Sin mucho argumentar, Cristo en su carne misma nos vino a enseñar que mediante la obediencia y exaltación
al Padre; la negación al yo (como primera persona); la aceptación del desprecio a mi naturaleza, renunciando al
mundo y sus vanidades, aceptemos este sensible y sencillo mensaje, que no es por ninguna obra humana, sino por fe
absoluta en la gracia divina.
No hay otra fórmula u otro camino ni extravío. Dice Jesús: “…Yo soy el camino, y la verdad, y la vida; nadie
viene al Padre, sino por mí” (Jn. 14:6). En el lenguaje de la humildad, hay menos palabras y más acciones. Dentro
de la obediencia, hay menos argumentaciones y más inocencia, menos carne y más Espíritu. Pero advierto: esto es
imposible sin un engendramiento espiritual, el cual habrá de generar un nuevo nacimiento, no de acuerdo a los
conceptos mundanos, sino junto con ese nuevo nacimiento, la nueva siembra de principios divinos, los cuales Dios
dejó en las Escrituras, para discernirse y asimilarse espiritualmente.
La salida se ve tan fácil: ¿por fe, sólo así? Pues sí, sólo así.
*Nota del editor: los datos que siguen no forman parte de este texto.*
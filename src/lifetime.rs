//! Service lifetime definitions.

/// Service lifetimes controlling instance caching behavior
///
/// # Examples
///
/// ```rust
/// use keel_di::{ServiceCollection, Resolver, Lifetime};
///
/// #[derive(Default)]
/// struct Database;
/// #[derive(Default)]
/// struct Repository;
/// #[derive(Default)]
/// struct RequestModel;
///
/// keel_di::injectable_default!(Database, Repository, RequestModel);
///
/// let mut services = ServiceCollection::new();
/// services
///     .add_singleton::<Database>()
///     .add_scoped::<Repository>()
///     .add_transient::<RequestModel>();
///
/// let provider = services.build();
///
/// // Singleton: same instance across scopes
/// let scope1 = provider.create_scope();
/// let db1 = provider.get_required::<Database>();
/// let db2 = scope1.get_required::<Database>();
/// assert!(std::sync::Arc::ptr_eq(&db1, &db2));
///
/// // Scoped: same within a scope, different across scopes
/// let scope2 = provider.create_scope();
/// let r1 = scope1.get_required::<Repository>();
/// let r2 = scope1.get_required::<Repository>();
/// let r3 = scope2.get_required::<Repository>();
/// assert!(std::sync::Arc::ptr_eq(&r1, &r2));
/// assert!(!std::sync::Arc::ptr_eq(&r1, &r3));
///
/// // Transient: always different
/// let m1 = scope1.get_required::<RequestModel>();
/// let m2 = scope1.get_required::<RequestModel>();
/// assert!(!std::sync::Arc::ptr_eq(&m1, &m2));
/// # let _ = Lifetime::Singleton;
/// ```
#[derive(Debug, Clone, Copy, PartialEq, Eq, Hash)]
#[cfg_attr(feature = "serde", derive(serde::Serialize, serde::Deserialize))]
#[cfg_attr(feature = "serde", serde(rename_all = "lowercase"))]
pub enum Lifetime {
    /// Single instance per root provider, shared by every scope created from it.
    Singleton,
    /// Single instance per scope, released when the scope is disposed.
    Scoped,
    /// New instance per resolution, never cached.
    Transient,
}

impl Lifetime {
    /// Whether instances of this lifetime are kept in some cache tier.
    pub fn is_cached(self) -> bool {
        !matches!(self, Lifetime::Transient)
    }
}

impl std::fmt::Display for Lifetime {
    fn fmt(&self, f: &mut std::fmt::Formatter<'_>) -> std::fmt::Result {
        let s = match self {
            Lifetime::Singleton => "singleton",
            Lifetime::Scoped => "scoped",
            Lifetime::Transient => "transient",
        };
        f.write_str(s)
    }
}
//! Container options.
//!
//! Options can be built in code, read from the environment or, with the
//! `config` feature, parsed from JSON.

use std::env;
use std::str::FromStr;

use crate::{DiError, DiResult};

/// Default limit on nested resolution depth.
///
/// Each level costs several stack frames; this fits a 2 MiB thread stack
/// with room to spare.
pub const DEFAULT_MAX_DEPTH: usize = 256;

/// Environment variable prefix read by [`ContainerOptions::from_env`].
pub const ENV_PREFIX: &str = "KEEL_DI";

/// What happens when a Scoped service is requested with no scope active.
#[derive(Debug, Clone, Copy, PartialEq, Eq, Default)]
#[cfg_attr(feature = "serde", derive(serde::Serialize, serde::Deserialize))]
pub enum ScopedFromRoot {
    /// Fail with [`DiError::ScopedOutsideScope`].
    #[default]
    #[cfg_attr(feature = "serde", serde(rename = "fail"))]
    Fail,
    /// Treat the provider as an implicit top-level scope with its own cache.
    #[cfg_attr(feature = "serde", serde(rename = "root", alias = "root_scope"))]
    RootScope,
}

impl FromStr for ScopedFromRoot {
    type Err = DiError;

    fn from_str(s: &str) -> Result<Self, Self::Err> {
        match s.trim().to_ascii_lowercase().as_str() {
            "fail" => Ok(ScopedFromRoot::Fail),
            "root" | "root_scope" => Ok(ScopedFromRoot::RootScope),
            other => Err(DiError::Config(format!(
                "unknown scoped_from_root policy '{}', expected 'fail' or 'root'",
                other
            ))),
        }
    }
}

/// Runtime options for a [`ServiceProvider`](crate::ServiceProvider).
///
/// # Examples
///
/// ```
/// use keel_di::{ContainerOptions, ScopedFromRoot, ServiceCollection};
///
/// let options = ContainerOptions::new()
///     .with_max_depth(64)
///     .with_scoped_from_root(ScopedFromRoot::RootScope);
/// assert!(options.validate().is_ok());
///
/// let mut services = ServiceCollection::new();
/// services.with_options(options);
/// let provider = services.build();
/// assert_eq!(provider.options().max_depth, 64);
/// ```
#[derive(Debug, Clone, PartialEq, Eq)]
#[cfg_attr(feature = "serde", derive(serde::Serialize, serde::Deserialize))]
#[cfg_attr(feature = "serde", serde(default))]
pub struct ContainerOptions {
    /// Maximum nesting of constructor resolution before failing
    pub max_depth: usize,
    /// Policy for Scoped services requested outside a scope
    pub scoped_from_root: ScopedFromRoot,
}

impl Default for ContainerOptions {
    fn default() -> Self {
        Self {
            max_depth: DEFAULT_MAX_DEPTH,
            scoped_from_root: ScopedFromRoot::Fail,
        }
    }
}

impl ContainerOptions {
    pub fn new() -> Self {
        Self::default()
    }

    pub fn with_max_depth(mut self, max_depth: usize) -> Self {
        self.max_depth = max_depth;
        self
    }

    pub fn with_scoped_from_root(mut self, policy: ScopedFromRoot) -> Self {
        self.scoped_from_root = policy;
        self
    }

    /// Rejects options no container could work with.
    pub fn validate(&self) -> DiResult<()> {
        if self.max_depth == 0 {
            return Err(DiError::Config("max_depth must be at least 1".into()));
        }
        Ok(())
    }

    /// Reads `KEEL_DI_MAX_DEPTH` and `KEEL_DI_SCOPED_FROM_ROOT`, falling back
    /// to defaults for unset variables.
    pub fn from_env() -> DiResult<Self> {
        Self::from_env_with_prefix(ENV_PREFIX)
    }

    /// Like [`from_env`](Self::from_env) with a custom variable prefix.
    pub fn from_env_with_prefix(prefix: &str) -> DiResult<Self> {
        let mut options = Self::default();
        let prefix = prefix.to_uppercase();

        let depth_var = format!("{}_MAX_DEPTH", prefix);
        if let Ok(raw) = env::var(&depth_var) {
            options.max_depth = raw.trim().parse().map_err(|_| {
                DiError::Config(format!("{} must be a positive integer, got '{}'", depth_var, raw))
            })?;
        }

        let policy_var = format!("{}_SCOPED_FROM_ROOT", prefix);
        if let Ok(raw) = env::var(&policy_var) {
            options.scoped_from_root = raw.parse()?;
        }

        options.validate()?;
        tracing::debug!(?options, "container options loaded from environment");
        Ok(options)
    }

    /// Parses options from JSON; missing fields take their defaults.
    ///
    /// ```
    /// use keel_di::{ContainerOptions, ScopedFromRoot};
    ///
    /// let options = ContainerOptions::from_json(r#"{ "scoped_from_root": "root" }"#).unwrap();
    /// assert_eq!(options.scoped_from_root, ScopedFromRoot::RootScope);
    /// assert_eq!(options.max_depth, keel_di::DEFAULT_MAX_DEPTH);
    /// ```
    #[cfg(feature = "config")]
    pub fn from_json(json: &str) -> DiResult<Self> {
        let options: Self =
            serde_json::from_str(json).map_err(|e| DiError::Config(e.to_string()))?;
        options.validate()?;
        Ok(options)
    }
}
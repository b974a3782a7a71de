//! Internal implementation details.

pub(crate) mod circular;
pub(crate) mod dispose_bag;

pub(crate) use circular::{PathGuard, ResolutionPath};
pub(crate) use dispose_bag::{DisposeBag, Disposer};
Esta idea es tan sin sentido para una humanidad
“pensante” y “sabia en su propia opinión”. Que pretende que por sus propias obras, basadas en filosofías o religiones
diversas, ganará el beneplácito de Dios. Por eso, el mismo pueblo judío se llenó de orgullo y “gran soberbia” con la
Torá en la mano y en la mente, no en el corazón; frente al mensaje vivo de Cristo lo menosprecian, hasta matar la
única fuente de salvación para la humanidad entera.
Sin embargo, Dios sigue considerando aún nuestra vieja naturaleza y hace seguir vivo el mensaje, para que
mediante la fe y la humildad, alcancemos la plenitud de Cristo y en Cristo; para con ello, juntamente la eternidad con
él. Iglesia, sigamos adelante. La humildad no es una alternativa, es el único camino al Padre. Amén y Amén.